The second is to invest in tools that can help with measurement, whether that is to understand where you stand in the AI conversation or what factors are impacting your sales. Tools now exist to measure your share of mention across LLMs, which prompts you appear against, which ones you don't. That data should inform your strategy to improve it. Attribution measurement solutions are also improving with a suite of methodologies and platforms that can help you triangulate closer to the truth.

The third job is to create reasons for buyers to step out of the dark early. The creation of assets. Original research they want to share. Frameworks that help them understand their problem. Calculators, benchmarks, assessments with enough utility that someone in research mode will trade their anonymity for access.
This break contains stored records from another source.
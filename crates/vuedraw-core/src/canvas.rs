//! Canvas abstraction and an in-memory scene implementation.
//!
//! The rendering toolkit is outside this crate. All the sync layer needs is a
//! component that can serialize its scene to a plain object list and replace
//! the whole scene from one.

use crate::shapes::{ShapeEntry, ShapeId};
use serde::{Deserialize, Serialize};
use std::cell::RefCell;
use std::collections::HashSet;
use std::rc::Rc;
use thiserror::Error;

/// Shared handle to the mounted canvas.
pub type CanvasHandle = Rc<RefCell<dyn Canvas>>;

/// Scene load errors.
#[derive(Debug, Error)]
pub enum CanvasError {
    #[error("Duplicate shape id in scene: {0}")]
    DuplicateId(ShapeId),
    #[error("Invalid scene: {0}")]
    InvalidScene(String),
}

/// Plain object tree a canvas serializes to and loads from.
#[derive(Debug, Clone, Default, PartialEq, Serialize, Deserialize)]
pub struct Scene {
    pub objects: Vec<ShapeEntry>,
}

impl Scene {
    pub fn new(objects: Vec<ShapeEntry>) -> Self {
        Self { objects }
    }

    /// Parse a scene from its JSON form.
    pub fn from_json(json: &str) -> Result<Self, CanvasError> {
        serde_json::from_str(json).map_err(|e| CanvasError::InvalidScene(e.to_string()))
    }

    /// Serialize the scene to JSON.
    pub fn to_json(&self) -> String {
        serde_json::to_string(self).unwrap_or_default()
    }
}

/// A drawing surface that can be synchronized.
pub trait Canvas {
    /// Replace the entire scene.
    ///
    /// Implementations must not emit page-change notifications from here.
    fn load_scene(&mut self, scene: Scene) -> Result<(), CanvasError>;

    /// Serialize the current scene.
    fn to_scene(&self) -> Scene;
}

/// In-memory canvas holding the scene as an ordered object list.
///
/// Edit methods return the full post-edit object list, which is what a canvas
/// hands to `Multiplayer::on_change_page`.
#[derive(Debug, Default)]
pub struct SceneCanvas {
    objects: Vec<ShapeEntry>,
    loads: usize,
}

impl SceneCanvas {
    pub fn new() -> Self {
        Self::default()
    }

    /// Objects in scene order (back to front).
    pub fn objects(&self) -> &[ShapeEntry] {
        &self.objects
    }

    pub fn len(&self) -> usize {
        self.objects.len()
    }

    pub fn is_empty(&self) -> bool {
        self.objects.is_empty()
    }

    pub fn get(&self, id: &str) -> Option<&ShapeEntry> {
        self.objects.iter().find(|o| o.id == id)
    }

    /// Number of times the scene was replaced via [`Canvas::load_scene`].
    pub fn load_count(&self) -> usize {
        self.loads
    }

    /// Add an object on top of the scene.
    pub fn add(&mut self, shape: ShapeEntry) -> Vec<ShapeEntry> {
        self.objects.retain(|o| o.id != shape.id);
        self.objects.push(shape);
        self.objects.clone()
    }

    /// Remove an object. Returns `None` if it was not in the scene.
    pub fn remove(&mut self, id: &str) -> Option<Vec<ShapeEntry>> {
        let before = self.objects.len();
        self.objects.retain(|o| o.id != id);
        (self.objects.len() != before).then(|| self.objects.clone())
    }

    /// Modify an object in place. Returns `None` if it was not in the scene.
    pub fn modify(&mut self, id: &str, f: impl FnOnce(&mut ShapeEntry)) -> Option<Vec<ShapeEntry>> {
        let shape = self.objects.iter_mut().find(|o| o.id == id)?;
        f(shape);
        Some(self.objects.clone())
    }
}

impl Canvas for SceneCanvas {
    fn load_scene(&mut self, scene: Scene) -> Result<(), CanvasError> {
        let mut seen = HashSet::with_capacity(scene.objects.len());
        for object in &scene.objects {
            if !seen.insert(object.id.as_str()) {
                return Err(CanvasError::DuplicateId(object.id.clone()));
            }
        }
        self.objects = scene.objects;
        self.loads += 1;
        Ok(())
    }

    fn to_scene(&self) -> Scene {
        Scene::new(self.objects.clone())
    }
}
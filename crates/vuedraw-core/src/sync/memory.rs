//! In-process relay.
//!
//! Speaks the same protocol as the relay server but delivers messages through
//! per-peer inboxes, so several stores can share a room inside one thread.
//! Used for offline mode and tests.

use super::{ClientMessage, ConnectionState, ServerMessage, SyncError, SyncEvent, Transport};
use std::cell::RefCell;
use std::collections::{BTreeMap, HashMap, VecDeque};
use std::rc::Rc;

/// Maximum sync payloads kept per room for late joiners.
pub const MAX_ROOM_HISTORY: usize = 100;

#[derive(Default)]
struct Peer {
    room: Option<String>,
    inbox: VecDeque<SyncEvent>,
}

#[derive(Default)]
struct RelayState {
    next_peer: u64,
    peers: BTreeMap<String, Peer>,
    history: HashMap<String, VecDeque<String>>,
}

impl RelayState {
    fn deliver(&mut self, peer_id: &str, msg: ServerMessage) {
        if let Some(peer) = self.peers.get_mut(peer_id) {
            if let Some(event) = SyncEvent::from_server_message(msg) {
                peer.inbox.push_back(event);
            }
        }
    }

    fn room_members(&self, room: &str) -> Vec<String> {
        self.peers
            .iter()
            .filter(|(_, p)| p.room.as_deref() == Some(room))
            .map(|(id, _)| id.clone())
            .collect()
    }

    /// Send to everyone in `room` except `sender`.
    fn broadcast(&mut self, room: &str, sender: &str, msg: ServerMessage) {
        for member in self.room_members(room) {
            if member != sender {
                self.deliver(&member, msg.clone());
            }
        }
    }

    fn join(&mut self, peer_id: &str, room: &str) {
        self.leave(peer_id);
        if let Some(peer) = self.peers.get_mut(peer_id) {
            peer.room = Some(room.to_string());
        }
        let peer_count = self.room_members(room).len();
        let history = self
            .history
            .get(room)
            .map(|h| h.iter().cloned().collect())
            .unwrap_or_default();
        self.deliver(
            peer_id,
            ServerMessage::Joined {
                room: room.to_string(),
                peer_count,
                history,
            },
        );
        self.broadcast(
            room,
            peer_id,
            ServerMessage::PeerJoined {
                peer_id: peer_id.to_string(),
            },
        );
        log::debug!("Local relay: {} joined {} ({} peers)", peer_id, room, peer_count);
    }

    fn leave(&mut self, peer_id: &str) {
        let Some(room) = self.peers.get_mut(peer_id).and_then(|p| p.room.take()) else {
            return;
        };
        self.broadcast(
            &room,
            peer_id,
            ServerMessage::PeerLeft {
                peer_id: peer_id.to_string(),
            },
        );
        if self.room_members(&room).is_empty() {
            self.history.remove(&room);
            log::debug!("Local relay: room {} is empty, dropped", room);
        }
    }

    fn handle(&mut self, peer_id: &str, msg: &ClientMessage) -> Result<(), SyncError> {
        match msg {
            ClientMessage::Join { room } => self.join(peer_id, room),
            ClientMessage::Leave => self.leave(peer_id),
            ClientMessage::Sync { data } => {
                let room = self.room_of(peer_id)?;
                let history = self.history.entry(room.clone()).or_default();
                history.push_back(data.clone());
                while history.len() > MAX_ROOM_HISTORY {
                    history.pop_front();
                }
                self.broadcast(
                    &room,
                    peer_id,
                    ServerMessage::Sync {
                        from: peer_id.to_string(),
                        data: data.clone(),
                    },
                );
            }
            ClientMessage::Awareness { client_id, presence } => {
                let room = self.room_of(peer_id)?;
                self.broadcast(
                    &room,
                    peer_id,
                    ServerMessage::Awareness {
                        from: peer_id.to_string(),
                        client_id: *client_id,
                        presence: presence.clone(),
                    },
                );
            }
        }
        Ok(())
    }

    fn room_of(&self, peer_id: &str) -> Result<String, SyncError> {
        self.peers
            .get(peer_id)
            .and_then(|p| p.room.clone())
            .ok_or(SyncError::NotConnected)
    }
}

/// An in-process relay shared by any number of [`LocalTransport`]s.
#[derive(Clone, Default)]
pub struct LocalRelay {
    state: Rc<RefCell<RelayState>>,
}

impl LocalRelay {
    pub fn new() -> Self {
        Self::default()
    }

    /// Connect a new peer and join `room`.
    pub fn connect(&self, room: &str) -> LocalTransport {
        let peer_id = {
            let mut state = self.state.borrow_mut();
            state.next_peer += 1;
            let peer_id = format!("local-{}", state.next_peer);
            let mut peer = Peer::default();
            peer.inbox.push_back(SyncEvent::Connected);
            state.peers.insert(peer_id.clone(), peer);
            state.join(&peer_id, room);
            peer_id
        };
        LocalTransport {
            relay: self.state.clone(),
            peer_id,
            connected: true,
        }
    }

    /// Number of peers currently in `room`.
    pub fn peer_count(&self, room: &str) -> usize {
        self.state.borrow().room_members(room).len()
    }

    /// Number of sync payloads kept for `room`.
    pub fn history_len(&self, room: &str) -> usize {
        self.state.borrow().history.get(room).map_or(0, VecDeque::len)
    }
}

/// One peer's connection to a [`LocalRelay`].
pub struct LocalTransport {
    relay: Rc<RefCell<RelayState>>,
    peer_id: String,
    connected: bool,
}

impl LocalTransport {
    pub fn peer_id(&self) -> &str {
        &self.peer_id
    }
}

impl Transport for LocalTransport {
    fn send(&mut self, msg: &ClientMessage) -> Result<(), SyncError> {
        if !self.connected {
            return Err(SyncError::NotConnected);
        }
        self.relay.borrow_mut().handle(&self.peer_id, msg)
    }

    fn poll_events(&mut self) -> Vec<SyncEvent> {
        let mut relay = self.relay.borrow_mut();
        match relay.peers.get_mut(&self.peer_id) {
            Some(peer) => peer.inbox.drain(..).collect(),
            None => Vec::new(),
        }
    }

    fn state(&self) -> ConnectionState {
        if self.connected {
            ConnectionState::Connected
        } else {
            ConnectionState::Disconnected
        }
    }

    fn disconnect(&mut self) {
        if !self.connected {
            return;
        }
        self.connected = false;
        let mut relay = self.relay.borrow_mut();
        relay.leave(&self.peer_id);
        relay.peers.remove(&self.peer_id);
    }
}

impl Drop for LocalTransport {
    fn drop(&mut self) {
        self.disconnect();
    }
}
As a performance marketer at heart, this is what I enjoy the most, finding the thing that brings someone out of the dark. Content designed not to rank but to engage.

The goal isn't to drag buyers into your funnel before they're ready. It's to make sure that when they are ready, you're already familiar to them.

Don’t wait until the lights come on

The hidden funnel has always been there. What's changed is the depth of the dark and the inadequacy of the torches we've been using to navigate it.

The buyers are home. They are thinking, comparing, deciding. The question is whether you have done enough, in the right places, to be part of that thinking before the lights ever come on.

Because by the time they do, by the time someone fills in a form, books a demo, or even just visits your website, the most important work has already been done. In the dark. Without you knowing.

The lights are off. Make sure they are thinking about you.